In der Gesamtschau überwiegen somit nach Zahl und Gewicht (vgl. zur erforderlichen Abwägung allgemein BSG Urteil vom 25.04.2012 – B 12 KR 24/10 R, juris Rn. 25) eindeutig die Tatsachen, die für den Typus einer abhängigen Beschäftigung sprechen. Der Kläger trug im Betrieb seiner Frau und seines Schwagers kein Unternehmerrisiko und hat mit der dem Mehrheitsgesellschafter schon aus steuerrechtlichen Zwecken einen vollwertigen Arbeitsvertrag abgeschlossen und vollzogen. Bis zur Änderung des Gesellschaftsvertrags und seiner Aufnahme als Gesellschafter brauchte der Kläger für wesentliche unternehmerische Entscheidungen eine Zustimmung der Gesellschafterversammlung. Er hat die Gesamtgesellschaft auch nicht im Geschäftsalltag nach eigenem Gutdünken geführt, sondern nur zusammen mit dem Mehrheitsgesellschafter, dessen Weisungsrecht gegenüber dem Kläger fortbestand. Demgegenüber fällt das erfolgreiche unternehmerische Handeln des Klägers in einem Teilbereich des Unternehmens und seine dabei gegebene freie Verfügung über die eigene Zeit und Arbeitsorganisation nicht wesentlich ins Gewicht, weil sie stets von den Bedürfnissen des Gesamtunternehmens und dem insoweit fortbestehenden Weisungsrecht der Gesellschafter begrenzt blieben. Der Kläger war daher im streitbefangenen Zeitraum als abhängig Beschäftigter anzusehen, das anderslautende Urteil des Sozialgerichts aufzuheben und die auf Feststellung des Status als Selbständiger gerichtete Klage des Klägers im streitbefangenen Zeitraum abzuweisen.
Die Kostenentscheidung ergibt sich aus § 193 SGG und folgt der Entscheidung in der Hauptsache.
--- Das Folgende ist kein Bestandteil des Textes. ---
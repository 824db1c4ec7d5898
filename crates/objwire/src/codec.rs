// SPDX-License-Identifier: Apache-2.0 OR MIT
// Copyright (c) 2025-2026 naskel.com

//! Codec assembly: registry plus symbol table, frozen after building.
//!
//! Registration follows a strict two-phase lifecycle: an unordered set of
//! registration calls while the [`CodecBuilder`] exists, after which
//! [`CodecBuilder::build`] freezes the tables. A built [`Codec`] is
//! immutable, so independent encode/decode calls are fully reentrant and
//! need no locking. The process-wide default instance is initialized once
//! with the default adapter set.

use crate::adapters;
use crate::envelope::Envelope;
use crate::error::Result;
use crate::registry::{Capability, EncodeTarget, EncoderFn, Registry};
use crate::resolve::{FactoryEntry, SymbolTable, TypeEntry};
use crate::stream;
use crate::value::Value;
use std::io::{Read, Write};
use std::sync::OnceLock;

static GLOBAL: OnceLock<Codec> = OnceLock::new();

/// An immutable encoder registry plus symbol table.
pub struct Codec {
    registry: Registry,
    symbols: SymbolTable,
}

impl Codec {
    /// Registration-phase builder with no registrations.
    pub fn builder() -> CodecBuilder {
        CodecBuilder::new()
    }

    /// Codec with the default adapter set installed.
    pub fn with_defaults() -> Self {
        CodecBuilder::with_defaults().build()
    }

    /// The process-wide codec, built once from the default adapters.
    pub fn global() -> &'static Codec {
        GLOBAL.get_or_init(Codec::with_defaults)
    }

    #[cfg(test)]
    pub(crate) fn empty() -> Self {
        CodecBuilder::new().build()
    }

    /// Encode a value to wire text.
    pub fn encode(&self, value: &Value) -> Result<String> {
        crate::encode::encode_text(self, value)
    }

    /// Encode a value to an envelope tree.
    pub fn encode_envelope(&self, value: &Value) -> Result<Envelope> {
        crate::encode::encode_value(self, value)
    }

    /// Decode wire text to a value.
    pub fn decode(&self, text: &str) -> Result<Value> {
        crate::decode::decode_text(self, text)
    }

    /// Reconstruct the value an envelope describes.
    pub fn decode_envelope(&self, envelope: &Envelope) -> Result<Value> {
        crate::decode::decode_envelope(self, envelope)
    }

    /// Encode a value onto a stream.
    pub fn dump<W: Write>(&self, value: &Value, writer: W) -> Result<()> {
        stream::dump_with(self, value, writer)
    }

    /// Decode a value from a stream.
    pub fn load<R: Read>(&self, reader: R) -> Result<Value> {
        stream::load_with(self, reader)
    }

    pub(crate) fn registry(&self) -> &Registry {
        &self.registry
    }

    pub(crate) fn symbols(&self) -> &SymbolTable {
        &self.symbols
    }
}

/// Registration phase of a [`Codec`].
///
/// Adapter modules register their encoders and symbols here; `build`
/// freezes the result. Not shared across threads: assembly happens in the
/// single startup routine.
#[derive(Default)]
pub struct CodecBuilder {
    registry: Registry,
    symbols: SymbolTable,
}

impl CodecBuilder {
    pub fn new() -> Self {
        Self::default()
    }

    /// Builder pre-populated by every default adapter's registration call.
    pub fn with_defaults() -> Self {
        let mut builder = Self::new();
        adapters::install_defaults(&mut builder);
        builder
    }

    /// Associate an exact value category with an encoder.
    pub fn register_encoder(&mut self, target: EncodeTarget, encoder: EncoderFn) -> &mut Self {
        self.registry.register_encoder(target, encoder);
        self
    }

    /// Append a capability check with its encoder.
    pub fn register_capability(&mut self, capability: Capability, encoder: EncoderFn) -> &mut Self {
        self.registry.register_capability(capability, encoder);
        self
    }

    /// Register a resolvable type under its own `(module, name)`.
    pub fn register_type(&mut self, entry: TypeEntry) -> &mut Self {
        self.symbols.register_type(entry);
        self
    }

    /// Register a resolvable factory.
    pub fn register_factory(
        &mut self,
        module: impl Into<String>,
        name: impl Into<String>,
        entry: FactoryEntry,
    ) -> &mut Self {
        self.symbols.register_factory(module, name, entry);
        self
    }

    /// Freeze the tables.
    pub fn build(self) -> Codec {
        Codec {
            registry: self.registry,
            symbols: self.symbols,
        }
    }
}

/// Encode a value to wire text with the process-wide codec.
pub fn encode(value: &Value) -> Result<String> {
    Codec::global().encode(value)
}

/// Decode wire text to a value with the process-wide codec.
pub fn decode(text: &str) -> Result<Value> {
    Codec::global().decode(text)
}
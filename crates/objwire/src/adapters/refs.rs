// SPDX-License-Identifier: Apache-2.0 OR MIT
// Copyright (c) 2025-2026 naskel.com

//! Type and callable references: values that are themselves symbols.

use crate::codec::{Codec, CodecBuilder};
use crate::envelope::{CallableReference, Envelope, TypeReference};
use crate::error::{CodecError, Result};
use crate::registry::EncodeTarget;
use crate::value::{TypeHandle, Value};

pub fn register(builder: &mut CodecBuilder) {
    builder
        .register_encoder(EncodeTarget::Type, encode_type)
        .register_encoder(EncodeTarget::Callable, encode_callable);
}

fn encode_type(_codec: &Codec, value: &Value) -> Result<Envelope> {
    match value {
        Value::Type(TypeHandle::Named { name, module }) => Ok(Envelope::TypeRef(
            TypeReference::new(name.clone(), module.clone()),
        )),
        other => Err(CodecError::UnsupportedType(other.category().to_string())),
    }
}

fn encode_callable(_codec: &Codec, value: &Value) -> Result<Envelope> {
    match value {
        Value::Callable(handle) => Ok(Envelope::CallableRef(CallableReference {
            name: handle.name.clone(),
            module: handle.module.clone(),
            owner: handle
                .owner
                .as_ref()
                .map(|o| TypeReference::new(o.name(), o.module())),
        })),
        other => Err(CodecError::UnsupportedType(other.category().to_string())),
    }
}
// SPDX-License-Identifier: Apache-2.0 OR MIT
// Copyright (c) 2025-2026 naskel.com

//! Runtime record types and their instances.
//!
//! Generated types have no exact encoder category; both the type and its
//! instances dispatch through capability checks. Envelopes always embed
//! the `collections.namedtuple` type factory so decoding works even when
//! the recorded module is unresolvable -- the instance factory then falls
//! back to calling the synthesized type itself.

use crate::codec::{Codec, CodecBuilder};
use crate::encode::encode_value;
use crate::envelope::{CallDescriptor, Envelope, InstanceEnvelope, TypeReference};
use crate::error::{CodecError, Result};
use crate::registry::Capability;
use crate::resolve::{CallArgs, FactoryEntry, FactoryError};
use crate::value::{RecordType, TypeHandle, Value};

pub fn register(builder: &mut CodecBuilder) {
    builder
        .register_capability(Capability::RecordType, encode_record_type)
        .register_capability(Capability::RecordInstance, encode_record_instance)
        .register_factory(
            "collections",
            "namedtuple",
            FactoryEntry::direct(namedtuple_factory),
        );
}

fn type_factory_descriptor(rt: &RecordType) -> CallDescriptor {
    let fields = rt.fields.iter().map(|f| Envelope::str(f.clone())).collect();
    CallDescriptor::new("collections", "namedtuple")
        .posonly(Envelope::str(rt.name.clone()))
        .posonly(Envelope::array(fields))
        .kwonly("module", Envelope::str(rt.module.clone()))
}

fn encode_record_type(_codec: &Codec, value: &Value) -> Result<Envelope> {
    match value {
        Value::Type(TypeHandle::Record(rt)) => Ok(Envelope::TypeRef(
            TypeReference::new(rt.name.clone(), rt.module.clone())
                .with_factory(type_factory_descriptor(rt)),
        )),
        other => Err(CodecError::UnsupportedType(other.category().to_string())),
    }
}

fn encode_record_instance(codec: &Codec, value: &Value) -> Result<Envelope> {
    match value {
        Value::Record(record) => {
            let rt = &record.ty;
            let mut factory = CallDescriptor::new(rt.module.clone(), rt.name.clone());
            for (field, field_value) in rt.fields.iter().zip(&record.values) {
                factory = factory.named(field.clone(), encode_value(codec, field_value)?);
            }
            Ok(InstanceEnvelope::new(rt.name.clone(), rt.module.clone())
                .with_type_factory(type_factory_descriptor(rt))
                .with_factory(factory)
                .into_envelope())
        }
        other => Err(CodecError::UnsupportedType(other.category().to_string())),
    }
}

/// `collections.namedtuple(name, fields, module=...)`: synthesizes the
/// record type itself.
fn namedtuple_factory(_codec: &Codec, args: CallArgs) -> std::result::Result<Value, FactoryError> {
    let name = args
        .pos_arg(0)?
        .as_str()
        .ok_or_else(|| FactoryError::new("type name is not a string"))?;
    let field_values = args
        .pos_arg(1)?
        .as_items()
        .ok_or_else(|| FactoryError::new("field list is not a sequence"))?;
    let fields: std::result::Result<Vec<String>, FactoryError> = field_values
        .iter()
        .map(|f| {
            f.as_str()
                .map(str::to_owned)
                .ok_or_else(|| FactoryError::new("field name is not a string"))
        })
        .collect();
    let module = match args.kw_arg("module") {
        Some(v) => v
            .as_str()
            .ok_or_else(|| FactoryError::new("module is not a string"))?,
        None => "",
    };
    Ok(Value::Type(TypeHandle::Record(RecordType::new(
        name, module, fields?,
    ))))
}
Die Revision hat der Senat trotz des darauf gerichteten Antrags des Klägers nicht zugelassen, weil er die für den Fall wesentlichen rechtlichen Fragen durch die zitierte neuere Rechtsprechung des Bundessozialgerichts zum Status von mitarbeitenden Familienmitgliedern in Familiengesellschaften als geklärt ansieht und im übrigen allein Tatfragen streitentscheidend sind.